‘Mamme Narranti’ al Lari-Collinarea Festival dal 14 al 16 luglio 2017

12/07/2017

 

 

Da un’esperienza nata in un ambulatorio pediatrico, un Festival itinerante, un confronto di culture che trasforma in favola le storie che non conosci

 

andrea_satta.JPGdi Andrea Satta, pediatra, compositore, musicista

 

C’è una cosa che forse accomuna a qualsiasi latitudine, è il momento in cui si prende sonno da bambini.

È quell’istante intimo in cui si sfilacciano e si recuperano le percezioni, diventano altro, abbandonata la consequenzialità delle azioni. È il passaggio a rete per il racconto. Affiorano le memorie popolari, le favole, le storie d’autore, inventate, sconclusionate, piene di buchi,  incoerenti, diverse e simili. Il tempo dell’ascolto è il patrimonio dell’uomo, dobbiamo saperlo respirare, lavorarci su. Il racconto orale è la radice del mondo e le fiabe ne sono la coda di cometa affascinante. Il trasferimento di questa ricchezza tra le generazioni costituisce il senso del vivere doloroso, lontano dalle proprie origini.

Il pediatra sul territorio lo faccio da vent’anni, l’artista pure. Mamme narranti nasce dall’esperimento che vivo nel mio ambulatorio di pediatra di base. Da otto anni accolgo e invito mamme e papà a raccontare la favola con cui si addormentavano da piccoli. Mamme e papà che provengono da molti paesi del mondo e raccontano nella loro lingua e nell’italiano che conoscono. Mamme narranti è proprio questo; è la memoria messa in condivisione, è il sorriso di bambini ora adulti trasmessi ai figli attraverso una favola. È (ri)scoprire la vita, le famiglie, i racconti orali. Qui non ci sono confini geografici o culturali. Gli unici ammessi sono quelli della fantasia.

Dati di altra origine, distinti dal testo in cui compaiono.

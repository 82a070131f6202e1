//! The external sort process.
//!
//! `OracleCommand` describes how to start it; `OracleProcess` owns the child
//! and both of its pipes. The child is spawned with kill-on-drop, so a
//! process that is dropped without `wait` or `abort` is still killed.

use crate::errors::{FilterError, FilterResult, OracleFailure};
use crate::protocol::KeyLine;
use std::io;
use std::path::PathBuf;
use std::process::{ExitStatus, Stdio};
use tokio::io::{AsyncBufReadExt, AsyncWriteExt, BufReader, BufWriter, Lines};
use tokio::process::{Child, ChildStdin, ChildStdout, Command};

pub const DEFAULT_SORT_COMMAND: &str = "sort";

/// How to invoke the sort process.
#[derive(Debug, Clone, PartialEq, Eq)]
pub struct OracleCommand {
    program: String,
    temp_dir: Option<PathBuf>,
    buffer_size: Option<String>,
}

impl Default for OracleCommand {
    fn default() -> Self {
        Self::new(DEFAULT_SORT_COMMAND)
    }
}

impl OracleCommand {
    pub fn new(program: impl Into<String>) -> Self {
        Self {
            program: program.into(),
            temp_dir: None,
            buffer_size: None,
        }
    }

    pub fn with_temp_dir(mut self, dir: Option<PathBuf>) -> Self {
        self.temp_dir = dir;
        self
    }

    pub fn with_buffer_size(mut self, size: Option<String>) -> Self {
        self.buffer_size = size;
        self
    }

    pub fn program(&self) -> &str {
        &self.program
    }

    /// Stable sort on the first field; spill directory and memory budget if
    /// configured.
    pub fn args(&self) -> Vec<String> {
        let mut args = vec!["-s".to_string(), "-k".to_string(), "1,1".to_string()];
        if let Some(dir) = &self.temp_dir {
            args.push("-T".to_string());
            args.push(dir.display().to_string());
        }
        if let Some(size) = &self.buffer_size {
            args.push("-S".to_string());
            args.push(size.clone());
        }
        args
    }

    pub fn command_line(&self) -> String {
        let mut parts = vec![self.program.clone()];
        parts.extend(self.args());
        parts.join(" ")
    }

    /// Start the process with byte-order collation. Its stderr is inherited.
    pub fn spawn(&self) -> FilterResult<OracleProcess> {
        let mut child = Command::new(&self.program)
            .args(self.args())
            .env("LC_ALL", "C")
            .stdin(Stdio::piped())
            .stdout(Stdio::piped())
            .stderr(Stdio::inherit())
            .kill_on_drop(true)
            .spawn()
            .map_err(|source| OracleFailure::SpawnFailed {
                command: self.command_line(),
                source,
            })?;

        let stdin = child.stdin.take().ok_or_else(|| {
            OracleFailure::Pipe(io::Error::other("sort process has no stdin"))
        })?;
        let stdout = child.stdout.take().ok_or_else(|| {
            OracleFailure::Pipe(io::Error::other("sort process has no stdout"))
        })?;

        tracing::debug!(
            pid = child.id().unwrap_or(0),
            command = %self.command_line(),
            "sort process started"
        );

        Ok(OracleProcess {
            child,
            stdin: Some(BufWriter::new(stdin)),
            stdout: Some(BufReader::new(stdout).lines()),
            sent: 0,
            received: 0,
        })
    }
}

/// A running sort process.
pub struct OracleProcess {
    child: Child,
    stdin: Option<BufWriter<ChildStdin>>,
    stdout: Option<Lines<BufReader<ChildStdout>>>,
    sent: u64,
    received: u64,
}

impl OracleProcess {
    pub fn sent(&self) -> u64 {
        self.sent
    }

    pub fn received(&self) -> u64 {
        self.received
    }

    pub async fn send(&mut self, line: &KeyLine) -> FilterResult<()> {
        let text = line.to_line()?;
        let Some(stdin) = self.stdin.as_mut() else {
            return Err(FilterError::Protocol(
                "input to sort process is already closed".to_string(),
            ));
        };
        let written = stdin.write_all(text.as_bytes()).await;
        if let Err(e) = written {
            return Err(self.pipe_failure(e).await);
        }
        self.sent += 1;
        Ok(())
    }

    /// Flush and close the write side. This is the only end-of-input signal
    /// the sort process gets.
    pub async fn finish_input(&mut self) -> FilterResult<()> {
        if let Some(mut stdin) = self.stdin.take()
            && let Err(e) = stdin.shutdown().await
        {
            return Err(self.pipe_failure(e).await);
        }
        tracing::debug!(sent = self.sent, "sort input closed");
        Ok(())
    }

    /// Next sorted line, or `None` at end of output.
    pub async fn next_line(&mut self) -> FilterResult<Option<KeyLine>> {
        let Some(stdout) = self.stdout.as_mut() else {
            return Ok(None);
        };
        match stdout.next_line().await {
            Ok(Some(line)) => {
                self.received += 1;
                Ok(Some(KeyLine::parse(&line)?))
            }
            Ok(None) => Ok(None),
            Err(e) => Err(OracleFailure::Pipe(e).into()),
        }
    }

    /// Reap the process. A bad exit status is reported before a short count.
    pub async fn wait(&mut self) -> FilterResult<()> {
        self.stdin = None;
        self.stdout = None;
        let status = self
            .child
            .wait()
            .await
            .map_err(|e| FilterError::io("can't wait for sort process", e))?;
        tracing::debug!(%status, received = self.received, "sort process exited");
        if let Some(failure) = status_failure(status) {
            return Err(failure.into());
        }
        if self.received != self.sent {
            return Err(OracleFailure::PrematureEof {
                expected: self.sent,
                received: self.received,
            }
            .into());
        }
        Ok(())
    }

    /// Close both pipes, kill the process and reap it.
    pub async fn abort(&mut self) {
        self.stdin = None;
        self.stdout = None;
        match self.child.try_wait() {
            Ok(Some(_)) => {}
            _ => {
                if let Err(e) = self.child.kill().await {
                    tracing::debug!(error = %e, "sort process could not be killed");
                }
            }
        }
    }

    /// A failed write usually means the process died; prefer its exit status
    /// over the pipe error.
    async fn pipe_failure(&mut self, e: io::Error) -> FilterError {
        self.stdin = None;
        if e.kind() == io::ErrorKind::BrokenPipe {
            self.stdout = None;
            if let Ok(status) = self.child.wait().await
                && let Some(failure) = status_failure(status)
            {
                return failure.into();
            }
        }
        OracleFailure::Pipe(e).into()
    }
}

fn status_failure(status: ExitStatus) -> Option<OracleFailure> {
    if status.success() {
        return None;
    }
    #[cfg(unix)]
    {
        use std::os::unix::process::ExitStatusExt;
        if let Some(signal) = status.signal() {
            return Some(OracleFailure::Signal(signal));
        }
    }
    Some(OracleFailure::ExitCode(status.code().unwrap_or(-1)))
}

#[cfg(test)]
mod tests {
    use super::*;
    use std::path::Path;
    use tempfile::tempdir;

    fn create_test_script(dir: &Path, name: &str, content: &str) -> PathBuf {
        let script_path = dir.join(name);
        std::fs::write(&script_path, content).unwrap();
        #[cfg(unix)]
        {
            use std::os::unix::fs::PermissionsExt;
            let mut perms = std::fs::metadata(&script_path).unwrap().permissions();
            perms.set_mode(0o755);
            std::fs::set_permissions(&script_path, perms).unwrap();
        }
        script_path
    }

    async fn feed(process: &mut OracleProcess, forms: &[&str]) {
        for form in forms {
            process.send(&KeyLine::new(*form)).await.unwrap();
        }
        process.finish_input().await.unwrap();
    }

    async fn drain(process: &mut OracleProcess) -> Vec<KeyLine> {
        let mut out = Vec::new();
        while let Some(line) = process.next_line().await.unwrap() {
            out.push(line);
        }
        out
    }

    #[test]
    fn test_args() {
        let cmd = OracleCommand::default()
            .with_temp_dir(Some(PathBuf::from("/var/tmp")))
            .with_buffer_size(Some("50%".to_string()));
        assert_eq!(
            cmd.args(),
            vec!["-s", "-k", "1,1", "-T", "/var/tmp", "-S", "50%"]
        );
        assert_eq!(cmd.command_line(), "sort -s -k 1,1 -T /var/tmp -S 50%");
    }

    #[tokio::test]
    async fn test_sort_is_stable_on_first_field() {
        let mut process = OracleCommand::default().spawn().unwrap();
        let lines = [
            KeyLine::new("b").with_original("x").with_index(1),
            KeyLine::new("a").with_original("y").with_index(2),
            KeyLine::new("b").with_original("a").with_index(3),
        ];
        for line in &lines {
            process.send(line).await.unwrap();
        }
        process.finish_input().await.unwrap();
        let out = drain(&mut process).await;
        process.wait().await.unwrap();
        let order: Vec<u64> = out.iter().filter_map(|l| l.sequence_index).collect();
        assert_eq!(order, vec![2, 1, 3]);
    }

    #[tokio::test]
    async fn test_byte_order_collation() {
        let mut process = OracleCommand::default().spawn().unwrap();
        feed(&mut process, &["Bw", "BW", "B_"]).await;
        let out = drain(&mut process).await;
        process.wait().await.unwrap();
        let forms: Vec<&str> = out.iter().map(|l| l.canonical_form.as_str()).collect();
        assert_eq!(forms, vec!["BW", "B_", "Bw"]);
    }

    #[tokio::test]
    async fn test_exit_code_is_reported() {
        let dir = tempdir().unwrap();
        let script = create_test_script(
            dir.path(),
            "sort.sh",
            "#!/bin/sh\ncat > /dev/null\necho Bw\nexit 2\n",
        );
        let mut process = OracleCommand::new(script.to_string_lossy())
            .spawn()
            .unwrap();
        feed(&mut process, &["Bw", "Bw"]).await;
        drain(&mut process).await;
        let err = process.wait().await.unwrap_err();
        assert!(matches!(
            err,
            FilterError::OracleFailed(OracleFailure::ExitCode(2))
        ));
    }

    #[tokio::test]
    async fn test_signal_is_reported() {
        let dir = tempdir().unwrap();
        let script = create_test_script(
            dir.path(),
            "sort.sh",
            "#!/bin/sh\ncat > /dev/null\nkill -9 $$\n",
        );
        let mut process = OracleCommand::new(script.to_string_lossy())
            .spawn()
            .unwrap();
        feed(&mut process, &["Bw"]).await;
        drain(&mut process).await;
        let err = process.wait().await.unwrap_err();
        assert!(matches!(
            err,
            FilterError::OracleFailed(OracleFailure::Signal(9))
        ));
    }

    #[tokio::test]
    async fn test_short_output_is_premature_eof() {
        let dir = tempdir().unwrap();
        let script = create_test_script(
            dir.path(),
            "sort.sh",
            "#!/bin/sh\ncat > /dev/null\necho Bw\n",
        );
        let mut process = OracleCommand::new(script.to_string_lossy())
            .spawn()
            .unwrap();
        feed(&mut process, &["Bw", "Bw", "Bw"]).await;
        drain(&mut process).await;
        let err = process.wait().await.unwrap_err();
        assert!(matches!(
            err,
            FilterError::OracleFailed(OracleFailure::PrematureEof {
                expected: 3,
                received: 1
            })
        ));
    }

    #[tokio::test]
    async fn test_missing_program_fails_to_spawn() {
        let result = OracleCommand::new("/nonexistent/isofilter-sort").spawn();
        assert!(matches!(
            result,
            Err(FilterError::OracleFailed(OracleFailure::SpawnFailed { .. }))
        ));
    }

    #[tokio::test]
    async fn test_abort_reaps_a_blocked_process() {
        let mut process = OracleCommand::default().spawn().unwrap();
        process.send(&KeyLine::new("Bw")).await.unwrap();
        process.abort().await;
        assert!(process.child.try_wait().unwrap().is_some());
    }
}
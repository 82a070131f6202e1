use std::fmt;

/// Which members of each class are written, and how.
///
/// Resolved once before streaming starts and never changed during a run.
#[derive(Debug, Clone, Copy, Default, PartialEq, Eq)]
pub struct OutputPolicy {
    /// Write every member of a qualifying class, not just its first.
    pub emit_all_members: bool,
    /// Drop classes of size 1.
    pub only_non_trivial: bool,
    /// Write the input text instead of the canonical form.
    pub use_original_labelling: bool,
    /// Count everything, write nothing.
    pub suppress_output: bool,
    /// Write a provenance block for every class of size 2 or more.
    pub log_provenance: bool,
}

impl OutputPolicy {
    /// One canonical representative per class.
    pub fn representative() -> Self {
        Self::default()
    }

    pub fn all_members() -> Self {
        Self {
            emit_all_members: true,
            ..Self::default()
        }
    }

    pub fn duplicates() -> Self {
        Self {
            only_non_trivial: true,
            ..Self::default()
        }
    }

    pub fn with_all_members(mut self, yes: bool) -> Self {
        self.emit_all_members = yes;
        self
    }

    pub fn with_only_non_trivial(mut self, yes: bool) -> Self {
        self.only_non_trivial = yes;
        self
    }

    pub fn with_original_labelling(mut self, yes: bool) -> Self {
        self.use_original_labelling = yes;
        self
    }

    pub fn with_suppressed_output(mut self, yes: bool) -> Self {
        self.suppress_output = yes;
        self
    }

    pub fn with_provenance(mut self, yes: bool) -> Self {
        self.log_provenance = yes;
        self
    }

    /// Sort-key lines must carry the input text.
    pub fn needs_original(&self) -> bool {
        self.use_original_labelling
    }

    /// Sort-key lines must carry the sequence index.
    pub fn needs_index(&self) -> bool {
        self.log_provenance
    }
}

impl fmt::Display for OutputPolicy {
    fn fmt(&self, f: &mut fmt::Formatter<'_>) -> fmt::Result {
        let members = if self.emit_all_members {
            "all members"
        } else {
            "representatives"
        };
        let classes = if self.only_non_trivial {
            "non-trivial classes"
        } else {
            "all classes"
        };
        let labels = if self.use_original_labelling {
            "original"
        } else {
            "canonical"
        };
        write!(f, "{} of {}, {} labelling", members, classes, labels)?;
        if self.suppress_output {
            write!(f, ", output suppressed")?;
        }
        if self.log_provenance {
            write!(f, ", provenance logged")?;
        }
        Ok(())
    }
}
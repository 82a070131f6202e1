//! sparse6: `:`, the size, then an edge list as (b, x) pairs.
//!
//! Each pair is one bit `b` followed by `k` bits of `x`, where `k` is the
//! number of bits in `n - 1`. The decoder keeps a current vertex `v`:
//! `b = 1` increments it, `x > v` jumps to `x`, otherwise `{x, v}` is an edge.

use super::{BitReader, BitWriter, decode_size, encode_size};
use crate::graph::Graph;

fn width_for(n: usize) -> u32 {
    if n <= 1 {
        0
    } else {
        usize::BITS - (n - 1).leading_zeros()
    }
}

pub(super) fn encode(g: &Graph) -> Vec<u8> {
    let n = g.order();
    let k = width_for(n);
    let mut out = vec![b':'];
    encode_size(n, &mut out);
    let mut bits = BitWriter::new(out);
    let mut last_v = 0usize;

    for v in 0..n {
        for u in 0..=v {
            if !(g.has_edge(u, v) || g.has_edge(v, u)) {
                continue;
            }
            if v == last_v {
                bits.push(false);
            } else {
                bits.push(true);
                if v > last_v + 1 {
                    bits.push_value(v, k);
                    bits.push(false);
                }
                last_v = v;
            }
            bits.push_value(u, k);
        }
    }

    let free = bits.free_in_byte();
    if free > 0 {
        // A run of 1s would read as a jump to n-1 (or past it). When n is a
        // power of two and the last vertex written is n-2, that jump would
        // instead decode as a loop on n-1, so a 0 bit goes first.
        if free as u32 > k && n > 1 && last_v == n - 2 && n == 1 << k {
            bits.push(false);
        }
        while bits.free_in_byte() > 0 {
            bits.push(true);
        }
    }
    bits.finish()
}

/// Decode the part after the `:` prefix.
pub(super) fn decode(bytes: &[u8]) -> Result<Graph, String> {
    let (n, used) = decode_size(bytes)?;
    let k = width_for(n);
    let mut g = Graph::new(n);
    let mut bits = BitReader::new(&bytes[used..]);
    let mut v = 0usize;

    loop {
        let Some(b) = bits.next_bit()? else { break };
        let Some(x) = bits.next_value(k)? else { break };
        if b {
            v += 1;
        }
        if v >= n {
            break;
        }
        if x > v {
            v = x;
        } else {
            g.add_edge(x, v);
        }
    }
    Ok(g)
}

#[cfg(test)]
mod tests {
    use super::*;

    fn text(g: &Graph) -> String {
        String::from_utf8(encode(g)).unwrap()
    }

    fn round_trip(g: &Graph) -> Graph {
        let encoded = encode(g);
        decode(&encoded[1..]).unwrap()
    }

    #[test]
    fn test_width() {
        assert_eq!(width_for(1), 0);
        assert_eq!(width_for(2), 1);
        assert_eq!(width_for(4), 2);
        assert_eq!(width_for(5), 3);
    }

    #[test]
    fn test_published_example() {
        // The example from the format description: n=7,
        // edges 0-1 0-2 1-2 5-6.
        let g = decode(b"Fa@x^").unwrap();
        assert_eq!(g.order(), 7);
        assert!(g.has_edge(0, 1));
        assert!(g.has_edge(0, 2));
        assert!(g.has_edge(1, 2));
        assert!(g.has_edge(5, 6));
        assert_eq!(g.edge_count(), 4);

        let mut h = Graph::new(7);
        h.add_edge(0, 1);
        h.add_edge(0, 2);
        h.add_edge(1, 2);
        h.add_edge(5, 6);
        assert_eq!(text(&h), ":Fa@x^");
    }

    #[test]
    fn test_loops_survive() {
        let mut g = Graph::new(5);
        g.add_edge(0, 0);
        g.add_edge(3, 4);
        g.add_edge(4, 4);
        assert_eq!(round_trip(&g), g);
    }

    #[test]
    fn test_padding_does_not_add_loop() {
        // n = 4 is a power of two, the last edge ends at vertex 2 = n-2 and
        // three bits are left over in the final byte
        let mut g = Graph::new(4);
        g.add_edge(0, 0);
        g.add_edge(0, 2);
        let back = round_trip(&g);
        assert_eq!(back, g);
        assert_eq!(back.loop_count(), 1);
        assert!(!back.has_edge(3, 3));
    }

    #[test]
    fn test_empty_graphs() {
        assert_eq!(round_trip(&Graph::new(0)).order(), 0);
        assert_eq!(round_trip(&Graph::new(1)).order(), 1);
        assert_eq!(round_trip(&Graph::new(9)).edge_count(), 0);
    }
}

Immaginate questo appuntamento come un varietà della poesia e della fantasia, con radici e saperi lontani. L’accoglienza, le storie, i bambini, le mamme, le famiglie di origine, le terre, gli odori, i sogni, l’amore, le difficoltà, il domani, il pianto, il sorriso, tutto quanto passa ogni giorno nell’ambulatorio di un pediatra. In questo viaggio per l’Italia, che ora approda in un festival di teatro, siamo andati di città in città, fra artisti, mamme, bambini, la musica, maghi e prestigiatori, marionette, circo, immagini. Non tutto insieme, ma con la velocità degli occhi, della bicicletta, del sole e della luna, della notte e di mille e una notte così. Abbiamo avuto al nostro fianco l’Arci, MigrArti del Mibact, Save the Children, ACP Associazione Culturale Pediatri, Treccani, Radio3 RAI, Pianoterra, Uppa la rivista scritta dai pediatri per i genitori, Teatro Verde, Nati per Leggere, Unima Italia, Ipiemme, Istituto per i Beni Marionettistici e il Teatro Popolare, Questione di Sguardi, Scuola di Babele, L’Indice, Atac.

A sostegno e complemento dell’esperienza ho pubblicato due libri, Ci sarà una volta (Infinito Edizioni) e Mamma, quante storie! edito da Treccani, con le illustrazioni di Sergio Staino e Fabio Magnasciutti.

Il ricavato della vendita di questo ultimo libro sosterrà i progetti della biblioteca di Lampedusa. Ci sarà una volta ha sostenuto con il suo ricavo il reparto di pediatria di Emergency a Kharthoum, in Sudan.